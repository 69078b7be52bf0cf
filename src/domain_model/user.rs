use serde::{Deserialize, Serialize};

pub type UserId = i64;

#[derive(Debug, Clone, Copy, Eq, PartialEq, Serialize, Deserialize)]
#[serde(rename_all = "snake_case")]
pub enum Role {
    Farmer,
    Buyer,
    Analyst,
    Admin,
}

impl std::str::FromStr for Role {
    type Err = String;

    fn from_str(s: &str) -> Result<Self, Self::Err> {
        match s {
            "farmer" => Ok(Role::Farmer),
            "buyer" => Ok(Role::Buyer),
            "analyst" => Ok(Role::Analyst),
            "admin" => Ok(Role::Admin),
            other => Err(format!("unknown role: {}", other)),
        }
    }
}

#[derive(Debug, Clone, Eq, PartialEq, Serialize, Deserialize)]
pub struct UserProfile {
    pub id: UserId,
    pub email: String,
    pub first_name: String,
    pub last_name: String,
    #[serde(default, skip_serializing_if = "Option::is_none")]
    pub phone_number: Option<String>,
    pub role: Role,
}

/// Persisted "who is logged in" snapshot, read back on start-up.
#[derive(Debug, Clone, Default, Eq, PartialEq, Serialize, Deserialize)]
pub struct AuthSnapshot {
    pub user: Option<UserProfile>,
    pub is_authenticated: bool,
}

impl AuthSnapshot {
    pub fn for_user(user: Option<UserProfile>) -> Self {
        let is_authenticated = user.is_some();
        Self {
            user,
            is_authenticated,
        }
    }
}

--

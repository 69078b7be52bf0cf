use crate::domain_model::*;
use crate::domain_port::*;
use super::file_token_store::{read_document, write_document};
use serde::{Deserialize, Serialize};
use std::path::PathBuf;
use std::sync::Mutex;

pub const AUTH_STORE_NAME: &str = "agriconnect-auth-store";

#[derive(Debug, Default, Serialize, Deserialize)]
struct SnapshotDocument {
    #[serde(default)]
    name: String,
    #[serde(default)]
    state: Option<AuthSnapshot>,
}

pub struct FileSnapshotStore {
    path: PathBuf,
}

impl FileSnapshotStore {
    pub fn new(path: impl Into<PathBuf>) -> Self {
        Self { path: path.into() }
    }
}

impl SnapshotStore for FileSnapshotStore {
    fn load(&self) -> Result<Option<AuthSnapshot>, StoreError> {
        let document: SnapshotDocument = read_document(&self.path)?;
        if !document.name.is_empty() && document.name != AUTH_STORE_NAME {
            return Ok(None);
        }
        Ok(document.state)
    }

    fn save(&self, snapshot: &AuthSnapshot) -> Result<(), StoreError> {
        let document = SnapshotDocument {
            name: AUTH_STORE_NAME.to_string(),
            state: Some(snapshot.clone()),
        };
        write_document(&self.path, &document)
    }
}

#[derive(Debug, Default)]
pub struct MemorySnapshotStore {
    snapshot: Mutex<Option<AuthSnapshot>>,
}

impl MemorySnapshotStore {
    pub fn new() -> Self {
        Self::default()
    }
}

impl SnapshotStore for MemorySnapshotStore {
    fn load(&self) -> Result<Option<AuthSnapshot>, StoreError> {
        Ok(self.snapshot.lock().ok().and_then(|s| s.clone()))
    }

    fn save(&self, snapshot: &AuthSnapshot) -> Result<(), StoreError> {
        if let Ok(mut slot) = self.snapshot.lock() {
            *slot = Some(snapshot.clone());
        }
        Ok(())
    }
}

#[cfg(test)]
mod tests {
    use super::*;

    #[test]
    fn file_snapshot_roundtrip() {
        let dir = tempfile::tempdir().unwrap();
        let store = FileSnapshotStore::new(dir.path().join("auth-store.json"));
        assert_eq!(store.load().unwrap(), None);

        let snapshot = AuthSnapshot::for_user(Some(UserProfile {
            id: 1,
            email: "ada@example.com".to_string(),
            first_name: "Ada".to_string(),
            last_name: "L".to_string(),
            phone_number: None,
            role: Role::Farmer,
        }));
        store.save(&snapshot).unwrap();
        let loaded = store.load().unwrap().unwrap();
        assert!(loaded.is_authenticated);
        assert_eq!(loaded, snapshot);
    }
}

-- ABOUT THIS TASK --
Please copy out every line in the listing that has the string "Farmer".

-- REPLY --
    Farmer,
            "farmer" => Ok(Role::Farmer),
            role: Role::Farmer,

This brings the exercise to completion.